── STUDY MATERIAL

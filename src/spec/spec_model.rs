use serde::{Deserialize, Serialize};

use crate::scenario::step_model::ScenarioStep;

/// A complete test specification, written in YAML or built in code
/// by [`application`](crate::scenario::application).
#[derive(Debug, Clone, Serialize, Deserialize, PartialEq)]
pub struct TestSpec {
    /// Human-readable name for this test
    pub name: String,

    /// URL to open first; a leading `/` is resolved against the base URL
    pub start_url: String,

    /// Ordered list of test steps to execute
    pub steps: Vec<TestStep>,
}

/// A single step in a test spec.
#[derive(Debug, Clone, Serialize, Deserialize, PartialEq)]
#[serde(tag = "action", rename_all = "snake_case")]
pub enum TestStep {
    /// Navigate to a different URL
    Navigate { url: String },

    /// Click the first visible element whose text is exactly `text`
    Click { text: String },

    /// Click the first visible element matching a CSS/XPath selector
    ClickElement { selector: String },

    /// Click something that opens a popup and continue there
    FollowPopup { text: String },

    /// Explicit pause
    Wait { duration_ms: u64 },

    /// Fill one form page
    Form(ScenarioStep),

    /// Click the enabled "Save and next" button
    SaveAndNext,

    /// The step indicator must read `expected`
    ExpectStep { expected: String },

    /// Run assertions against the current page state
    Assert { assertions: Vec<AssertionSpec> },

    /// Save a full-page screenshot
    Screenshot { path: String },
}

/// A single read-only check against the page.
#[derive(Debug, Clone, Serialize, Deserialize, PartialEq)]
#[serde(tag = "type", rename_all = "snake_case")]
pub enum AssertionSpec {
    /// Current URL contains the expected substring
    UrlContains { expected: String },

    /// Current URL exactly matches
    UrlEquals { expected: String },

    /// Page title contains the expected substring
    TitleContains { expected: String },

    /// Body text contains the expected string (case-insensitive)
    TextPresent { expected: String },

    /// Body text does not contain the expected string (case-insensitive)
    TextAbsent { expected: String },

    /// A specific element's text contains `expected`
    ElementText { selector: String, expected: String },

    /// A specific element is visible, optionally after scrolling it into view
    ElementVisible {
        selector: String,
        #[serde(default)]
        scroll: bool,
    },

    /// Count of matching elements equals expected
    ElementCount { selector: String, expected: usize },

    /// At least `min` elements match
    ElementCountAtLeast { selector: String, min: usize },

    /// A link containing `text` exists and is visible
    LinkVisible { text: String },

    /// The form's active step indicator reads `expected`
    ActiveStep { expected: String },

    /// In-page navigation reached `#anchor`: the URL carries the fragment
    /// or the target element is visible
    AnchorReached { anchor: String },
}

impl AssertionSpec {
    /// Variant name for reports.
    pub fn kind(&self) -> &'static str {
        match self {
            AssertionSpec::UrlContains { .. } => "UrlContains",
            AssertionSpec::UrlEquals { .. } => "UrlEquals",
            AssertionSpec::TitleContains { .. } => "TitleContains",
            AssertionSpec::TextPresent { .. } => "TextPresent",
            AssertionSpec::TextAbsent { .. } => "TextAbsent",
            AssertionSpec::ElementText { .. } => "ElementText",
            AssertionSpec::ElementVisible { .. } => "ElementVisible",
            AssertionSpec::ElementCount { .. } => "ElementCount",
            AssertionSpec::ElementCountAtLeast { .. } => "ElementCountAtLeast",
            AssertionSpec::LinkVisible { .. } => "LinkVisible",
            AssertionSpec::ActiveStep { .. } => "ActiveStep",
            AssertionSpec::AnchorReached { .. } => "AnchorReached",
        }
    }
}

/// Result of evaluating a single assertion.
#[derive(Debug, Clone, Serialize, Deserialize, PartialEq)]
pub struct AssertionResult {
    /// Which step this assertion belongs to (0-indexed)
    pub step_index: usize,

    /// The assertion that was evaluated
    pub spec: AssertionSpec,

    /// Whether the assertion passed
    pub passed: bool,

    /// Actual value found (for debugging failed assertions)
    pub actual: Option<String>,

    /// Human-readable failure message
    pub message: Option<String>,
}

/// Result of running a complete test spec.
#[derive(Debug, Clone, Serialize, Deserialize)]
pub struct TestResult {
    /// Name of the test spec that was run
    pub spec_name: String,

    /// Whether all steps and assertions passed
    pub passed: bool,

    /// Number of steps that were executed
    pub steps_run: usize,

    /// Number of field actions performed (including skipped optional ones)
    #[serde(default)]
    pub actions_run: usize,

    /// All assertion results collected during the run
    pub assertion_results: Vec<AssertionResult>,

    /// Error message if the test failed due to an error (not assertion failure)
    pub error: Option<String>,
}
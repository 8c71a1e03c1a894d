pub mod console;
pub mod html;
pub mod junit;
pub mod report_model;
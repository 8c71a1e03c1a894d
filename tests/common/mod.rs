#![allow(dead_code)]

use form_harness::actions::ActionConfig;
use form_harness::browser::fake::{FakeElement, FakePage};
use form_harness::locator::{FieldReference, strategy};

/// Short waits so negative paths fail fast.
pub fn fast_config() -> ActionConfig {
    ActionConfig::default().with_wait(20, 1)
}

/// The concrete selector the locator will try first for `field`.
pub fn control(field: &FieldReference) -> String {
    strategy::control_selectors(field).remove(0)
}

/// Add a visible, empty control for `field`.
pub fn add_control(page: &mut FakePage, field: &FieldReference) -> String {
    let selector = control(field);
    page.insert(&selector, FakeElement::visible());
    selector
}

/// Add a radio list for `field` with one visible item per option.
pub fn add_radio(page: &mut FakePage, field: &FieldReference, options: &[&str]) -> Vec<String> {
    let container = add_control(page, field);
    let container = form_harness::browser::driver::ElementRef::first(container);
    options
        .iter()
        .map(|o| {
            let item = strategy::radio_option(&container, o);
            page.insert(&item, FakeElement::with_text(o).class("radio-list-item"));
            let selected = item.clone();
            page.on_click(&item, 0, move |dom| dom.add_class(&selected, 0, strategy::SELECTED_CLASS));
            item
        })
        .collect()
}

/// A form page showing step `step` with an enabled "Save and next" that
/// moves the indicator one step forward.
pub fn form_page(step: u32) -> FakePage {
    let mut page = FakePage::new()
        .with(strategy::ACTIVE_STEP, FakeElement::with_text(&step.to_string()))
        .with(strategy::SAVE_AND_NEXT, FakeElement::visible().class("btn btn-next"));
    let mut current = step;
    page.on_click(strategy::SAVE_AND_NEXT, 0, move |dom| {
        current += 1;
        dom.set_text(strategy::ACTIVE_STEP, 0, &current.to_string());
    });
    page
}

────
── STUDY MATERIAL

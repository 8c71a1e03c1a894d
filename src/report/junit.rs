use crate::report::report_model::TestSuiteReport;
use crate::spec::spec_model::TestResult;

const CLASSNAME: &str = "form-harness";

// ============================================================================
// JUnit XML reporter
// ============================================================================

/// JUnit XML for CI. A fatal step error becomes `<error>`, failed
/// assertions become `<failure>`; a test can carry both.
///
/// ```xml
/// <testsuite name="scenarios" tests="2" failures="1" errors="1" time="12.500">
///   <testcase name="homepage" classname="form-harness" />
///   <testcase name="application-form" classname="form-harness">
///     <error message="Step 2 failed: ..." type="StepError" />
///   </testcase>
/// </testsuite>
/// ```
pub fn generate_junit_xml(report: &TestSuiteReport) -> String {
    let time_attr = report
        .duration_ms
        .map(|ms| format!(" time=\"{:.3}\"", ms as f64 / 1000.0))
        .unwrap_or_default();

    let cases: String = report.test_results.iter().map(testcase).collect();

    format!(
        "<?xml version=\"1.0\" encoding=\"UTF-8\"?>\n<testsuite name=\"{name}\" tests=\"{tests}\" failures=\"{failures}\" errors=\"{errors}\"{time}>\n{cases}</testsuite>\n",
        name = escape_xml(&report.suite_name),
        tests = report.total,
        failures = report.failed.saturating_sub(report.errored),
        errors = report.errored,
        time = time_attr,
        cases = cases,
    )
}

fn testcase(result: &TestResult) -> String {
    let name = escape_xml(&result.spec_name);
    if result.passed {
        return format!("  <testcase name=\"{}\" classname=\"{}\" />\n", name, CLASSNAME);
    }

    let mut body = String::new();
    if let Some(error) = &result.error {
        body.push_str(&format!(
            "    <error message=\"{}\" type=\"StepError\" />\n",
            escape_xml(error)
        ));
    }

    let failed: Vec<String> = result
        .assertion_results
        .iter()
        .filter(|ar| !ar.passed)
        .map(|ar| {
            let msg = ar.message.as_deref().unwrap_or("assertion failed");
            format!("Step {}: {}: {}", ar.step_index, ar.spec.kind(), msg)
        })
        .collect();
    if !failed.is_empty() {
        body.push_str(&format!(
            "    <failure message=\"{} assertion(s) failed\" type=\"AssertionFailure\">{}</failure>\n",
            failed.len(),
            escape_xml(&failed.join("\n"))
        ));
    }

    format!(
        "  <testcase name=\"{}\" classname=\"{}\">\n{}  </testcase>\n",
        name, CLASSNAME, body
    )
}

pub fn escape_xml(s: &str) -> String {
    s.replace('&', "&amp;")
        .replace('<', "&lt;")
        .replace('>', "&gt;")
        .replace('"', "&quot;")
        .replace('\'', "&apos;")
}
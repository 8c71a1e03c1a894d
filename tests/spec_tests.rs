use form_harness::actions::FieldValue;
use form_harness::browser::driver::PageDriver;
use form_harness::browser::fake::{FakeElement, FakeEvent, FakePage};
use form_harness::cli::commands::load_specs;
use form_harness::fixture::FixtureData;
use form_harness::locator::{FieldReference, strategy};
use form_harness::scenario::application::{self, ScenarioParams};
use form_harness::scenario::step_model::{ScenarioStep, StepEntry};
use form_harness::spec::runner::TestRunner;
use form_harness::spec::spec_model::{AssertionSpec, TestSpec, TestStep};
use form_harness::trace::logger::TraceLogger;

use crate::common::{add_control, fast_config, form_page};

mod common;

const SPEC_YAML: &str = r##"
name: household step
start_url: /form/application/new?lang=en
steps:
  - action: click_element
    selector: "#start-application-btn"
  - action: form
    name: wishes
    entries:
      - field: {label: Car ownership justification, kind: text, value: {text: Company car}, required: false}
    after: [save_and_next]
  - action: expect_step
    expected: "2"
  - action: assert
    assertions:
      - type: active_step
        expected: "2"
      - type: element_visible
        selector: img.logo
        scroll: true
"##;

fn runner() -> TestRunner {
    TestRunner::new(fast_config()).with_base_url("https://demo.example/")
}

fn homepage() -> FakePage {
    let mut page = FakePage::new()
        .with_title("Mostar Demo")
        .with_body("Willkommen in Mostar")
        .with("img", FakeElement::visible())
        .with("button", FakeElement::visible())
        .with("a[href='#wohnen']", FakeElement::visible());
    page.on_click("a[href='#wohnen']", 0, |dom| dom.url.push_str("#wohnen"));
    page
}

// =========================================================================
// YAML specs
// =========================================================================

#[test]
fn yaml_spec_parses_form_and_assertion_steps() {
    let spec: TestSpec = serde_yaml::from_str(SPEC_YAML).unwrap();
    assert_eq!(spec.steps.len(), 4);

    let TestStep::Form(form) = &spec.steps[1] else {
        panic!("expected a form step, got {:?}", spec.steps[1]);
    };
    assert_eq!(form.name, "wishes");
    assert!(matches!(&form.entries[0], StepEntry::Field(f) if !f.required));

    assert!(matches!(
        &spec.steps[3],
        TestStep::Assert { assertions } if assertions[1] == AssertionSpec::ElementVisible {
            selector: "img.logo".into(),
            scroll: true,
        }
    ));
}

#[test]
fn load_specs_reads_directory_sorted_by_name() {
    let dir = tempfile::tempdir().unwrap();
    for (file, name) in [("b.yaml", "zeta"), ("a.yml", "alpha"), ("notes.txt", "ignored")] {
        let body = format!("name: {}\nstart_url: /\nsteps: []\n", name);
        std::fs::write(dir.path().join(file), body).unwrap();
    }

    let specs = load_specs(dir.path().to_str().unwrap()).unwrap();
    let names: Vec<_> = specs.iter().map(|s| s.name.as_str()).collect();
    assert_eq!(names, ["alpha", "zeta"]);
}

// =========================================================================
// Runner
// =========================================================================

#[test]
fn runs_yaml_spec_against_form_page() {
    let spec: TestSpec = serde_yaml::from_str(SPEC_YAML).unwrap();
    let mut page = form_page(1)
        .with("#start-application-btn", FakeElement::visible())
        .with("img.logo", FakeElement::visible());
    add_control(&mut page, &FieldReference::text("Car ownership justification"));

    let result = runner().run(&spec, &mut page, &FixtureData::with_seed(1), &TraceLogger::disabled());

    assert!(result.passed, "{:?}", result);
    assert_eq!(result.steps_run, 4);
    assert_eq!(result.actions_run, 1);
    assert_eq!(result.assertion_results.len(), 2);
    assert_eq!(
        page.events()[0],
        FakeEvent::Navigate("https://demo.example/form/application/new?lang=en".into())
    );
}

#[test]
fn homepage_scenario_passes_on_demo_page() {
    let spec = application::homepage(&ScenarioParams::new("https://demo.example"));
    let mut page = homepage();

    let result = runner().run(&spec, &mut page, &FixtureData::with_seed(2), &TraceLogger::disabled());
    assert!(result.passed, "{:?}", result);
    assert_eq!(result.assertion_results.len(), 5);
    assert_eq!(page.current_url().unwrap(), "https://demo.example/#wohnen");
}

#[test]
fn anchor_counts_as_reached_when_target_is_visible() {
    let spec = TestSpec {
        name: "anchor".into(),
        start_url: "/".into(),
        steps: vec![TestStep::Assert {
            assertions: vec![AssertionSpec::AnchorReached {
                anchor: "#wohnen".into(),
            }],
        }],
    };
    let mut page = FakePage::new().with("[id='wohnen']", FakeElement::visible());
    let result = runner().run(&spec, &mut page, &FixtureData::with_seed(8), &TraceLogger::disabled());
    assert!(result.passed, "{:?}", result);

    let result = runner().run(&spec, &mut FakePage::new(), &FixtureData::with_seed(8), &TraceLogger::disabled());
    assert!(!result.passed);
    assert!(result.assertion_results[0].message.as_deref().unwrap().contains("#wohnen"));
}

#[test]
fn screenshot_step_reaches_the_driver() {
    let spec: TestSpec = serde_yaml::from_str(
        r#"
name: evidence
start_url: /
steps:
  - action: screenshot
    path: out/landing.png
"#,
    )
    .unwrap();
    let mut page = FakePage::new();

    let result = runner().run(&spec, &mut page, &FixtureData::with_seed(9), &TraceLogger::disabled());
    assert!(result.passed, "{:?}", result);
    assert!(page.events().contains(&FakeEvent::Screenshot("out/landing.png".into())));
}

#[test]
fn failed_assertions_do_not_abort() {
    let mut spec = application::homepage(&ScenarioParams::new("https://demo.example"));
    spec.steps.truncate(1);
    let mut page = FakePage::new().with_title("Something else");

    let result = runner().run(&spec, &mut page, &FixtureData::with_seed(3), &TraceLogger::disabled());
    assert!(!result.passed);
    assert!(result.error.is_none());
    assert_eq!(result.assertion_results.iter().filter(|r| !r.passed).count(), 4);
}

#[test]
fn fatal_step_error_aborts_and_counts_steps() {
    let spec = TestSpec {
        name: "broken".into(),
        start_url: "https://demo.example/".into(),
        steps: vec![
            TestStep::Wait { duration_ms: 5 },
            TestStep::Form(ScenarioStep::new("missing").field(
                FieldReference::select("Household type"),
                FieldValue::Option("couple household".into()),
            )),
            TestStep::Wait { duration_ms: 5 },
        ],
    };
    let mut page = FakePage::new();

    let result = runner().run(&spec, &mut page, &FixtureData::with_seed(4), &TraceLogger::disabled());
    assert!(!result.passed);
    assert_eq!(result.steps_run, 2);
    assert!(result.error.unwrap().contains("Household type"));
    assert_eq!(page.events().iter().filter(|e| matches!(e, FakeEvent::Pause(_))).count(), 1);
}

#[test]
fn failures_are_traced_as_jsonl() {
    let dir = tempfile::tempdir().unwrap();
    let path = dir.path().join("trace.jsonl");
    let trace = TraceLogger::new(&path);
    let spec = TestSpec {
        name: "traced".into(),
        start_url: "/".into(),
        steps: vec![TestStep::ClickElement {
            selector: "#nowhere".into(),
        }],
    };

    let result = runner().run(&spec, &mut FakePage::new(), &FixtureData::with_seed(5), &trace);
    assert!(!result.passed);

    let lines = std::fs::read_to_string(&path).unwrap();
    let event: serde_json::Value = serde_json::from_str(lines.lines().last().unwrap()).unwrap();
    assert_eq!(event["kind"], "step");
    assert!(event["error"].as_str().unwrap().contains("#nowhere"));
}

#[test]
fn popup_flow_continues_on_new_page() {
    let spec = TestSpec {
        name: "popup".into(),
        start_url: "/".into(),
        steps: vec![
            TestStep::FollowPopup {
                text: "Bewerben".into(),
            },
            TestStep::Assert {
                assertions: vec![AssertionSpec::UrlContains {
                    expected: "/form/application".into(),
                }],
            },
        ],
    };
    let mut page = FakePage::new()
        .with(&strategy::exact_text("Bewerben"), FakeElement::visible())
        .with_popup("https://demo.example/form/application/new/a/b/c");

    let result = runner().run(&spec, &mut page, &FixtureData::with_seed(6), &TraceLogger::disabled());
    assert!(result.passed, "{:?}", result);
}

────
── STUDY MATERIAL

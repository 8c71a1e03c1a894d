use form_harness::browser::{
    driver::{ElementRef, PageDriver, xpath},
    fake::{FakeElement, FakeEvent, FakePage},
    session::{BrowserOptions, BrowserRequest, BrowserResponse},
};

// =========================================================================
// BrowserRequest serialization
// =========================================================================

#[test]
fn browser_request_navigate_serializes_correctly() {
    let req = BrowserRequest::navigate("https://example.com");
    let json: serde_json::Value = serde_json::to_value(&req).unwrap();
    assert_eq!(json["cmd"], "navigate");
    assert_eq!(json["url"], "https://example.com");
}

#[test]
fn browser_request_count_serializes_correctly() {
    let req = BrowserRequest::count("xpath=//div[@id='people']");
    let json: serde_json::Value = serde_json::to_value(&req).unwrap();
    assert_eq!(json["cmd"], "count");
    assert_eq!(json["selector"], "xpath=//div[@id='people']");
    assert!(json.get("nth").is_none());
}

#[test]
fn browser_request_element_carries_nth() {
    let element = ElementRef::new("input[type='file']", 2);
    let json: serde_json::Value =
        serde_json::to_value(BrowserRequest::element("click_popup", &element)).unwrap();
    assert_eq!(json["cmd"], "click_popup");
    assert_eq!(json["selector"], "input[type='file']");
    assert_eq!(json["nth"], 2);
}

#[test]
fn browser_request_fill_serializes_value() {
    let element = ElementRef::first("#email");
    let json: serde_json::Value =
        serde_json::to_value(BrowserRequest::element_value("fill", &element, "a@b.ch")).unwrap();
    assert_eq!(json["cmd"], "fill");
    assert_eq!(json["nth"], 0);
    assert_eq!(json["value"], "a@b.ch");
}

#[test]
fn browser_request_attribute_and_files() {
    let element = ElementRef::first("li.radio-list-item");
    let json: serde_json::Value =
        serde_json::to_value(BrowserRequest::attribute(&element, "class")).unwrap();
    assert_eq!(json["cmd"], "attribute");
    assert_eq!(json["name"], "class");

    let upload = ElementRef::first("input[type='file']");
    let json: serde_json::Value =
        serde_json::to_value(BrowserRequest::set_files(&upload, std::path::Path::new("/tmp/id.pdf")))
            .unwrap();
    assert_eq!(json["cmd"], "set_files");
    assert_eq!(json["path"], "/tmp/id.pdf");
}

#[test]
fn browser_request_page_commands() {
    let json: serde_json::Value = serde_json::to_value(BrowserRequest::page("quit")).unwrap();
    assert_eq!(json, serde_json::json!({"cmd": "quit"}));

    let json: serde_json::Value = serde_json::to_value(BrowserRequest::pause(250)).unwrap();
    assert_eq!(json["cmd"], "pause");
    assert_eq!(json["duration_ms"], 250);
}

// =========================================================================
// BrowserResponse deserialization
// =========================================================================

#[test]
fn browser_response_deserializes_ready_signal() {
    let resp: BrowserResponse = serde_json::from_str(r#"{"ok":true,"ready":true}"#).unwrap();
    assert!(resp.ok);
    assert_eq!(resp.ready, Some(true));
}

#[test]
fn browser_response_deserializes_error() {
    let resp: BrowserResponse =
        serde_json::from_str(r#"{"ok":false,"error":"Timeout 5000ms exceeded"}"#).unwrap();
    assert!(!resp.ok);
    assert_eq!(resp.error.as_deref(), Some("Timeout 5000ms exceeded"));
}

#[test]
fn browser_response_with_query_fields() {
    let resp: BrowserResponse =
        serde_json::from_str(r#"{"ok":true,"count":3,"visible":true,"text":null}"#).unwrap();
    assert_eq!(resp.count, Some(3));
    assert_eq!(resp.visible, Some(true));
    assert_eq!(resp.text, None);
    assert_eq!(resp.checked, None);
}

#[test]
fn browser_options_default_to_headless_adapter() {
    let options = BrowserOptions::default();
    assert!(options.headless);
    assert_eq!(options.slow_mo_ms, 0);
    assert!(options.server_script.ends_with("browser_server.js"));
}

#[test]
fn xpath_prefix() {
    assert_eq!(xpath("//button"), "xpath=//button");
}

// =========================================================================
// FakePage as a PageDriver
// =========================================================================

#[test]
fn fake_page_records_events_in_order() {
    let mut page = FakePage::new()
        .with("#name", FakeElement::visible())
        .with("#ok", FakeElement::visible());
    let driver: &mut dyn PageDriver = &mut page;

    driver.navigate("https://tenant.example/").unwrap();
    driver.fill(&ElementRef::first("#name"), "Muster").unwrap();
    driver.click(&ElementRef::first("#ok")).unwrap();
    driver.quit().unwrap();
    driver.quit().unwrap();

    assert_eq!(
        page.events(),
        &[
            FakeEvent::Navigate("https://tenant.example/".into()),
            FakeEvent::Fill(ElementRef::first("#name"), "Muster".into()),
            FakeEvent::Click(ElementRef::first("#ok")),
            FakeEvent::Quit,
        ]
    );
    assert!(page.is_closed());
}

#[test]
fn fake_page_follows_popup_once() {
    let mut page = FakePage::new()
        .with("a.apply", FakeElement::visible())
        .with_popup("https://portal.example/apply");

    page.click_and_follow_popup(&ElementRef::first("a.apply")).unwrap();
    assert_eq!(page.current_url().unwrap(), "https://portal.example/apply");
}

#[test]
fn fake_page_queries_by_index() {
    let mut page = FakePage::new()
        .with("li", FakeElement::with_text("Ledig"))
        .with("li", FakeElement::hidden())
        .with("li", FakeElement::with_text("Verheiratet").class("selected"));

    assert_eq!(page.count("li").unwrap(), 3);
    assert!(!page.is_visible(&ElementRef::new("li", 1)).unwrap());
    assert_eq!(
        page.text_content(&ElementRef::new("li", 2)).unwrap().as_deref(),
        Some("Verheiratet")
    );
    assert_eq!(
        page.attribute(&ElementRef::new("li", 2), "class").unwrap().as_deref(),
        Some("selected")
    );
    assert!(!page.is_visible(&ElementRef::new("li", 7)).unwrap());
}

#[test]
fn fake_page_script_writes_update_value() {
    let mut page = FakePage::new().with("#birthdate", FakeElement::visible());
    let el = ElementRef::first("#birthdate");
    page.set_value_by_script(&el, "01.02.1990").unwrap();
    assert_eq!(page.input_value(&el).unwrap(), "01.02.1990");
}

────

PROBLEM STATEMENT:
Locate the word "BrowserResponse" in the entries, and copy every line where it is found.

WORKED SOLUTION:
    session::{BrowserOptions, BrowserRequest, BrowserResponse},
// BrowserResponse deserialization
    let resp: BrowserResponse = serde_json::from_str(r#"{"ok":true,"ready":true}"#).unwrap();
    let resp: BrowserResponse =
    let resp: BrowserResponse =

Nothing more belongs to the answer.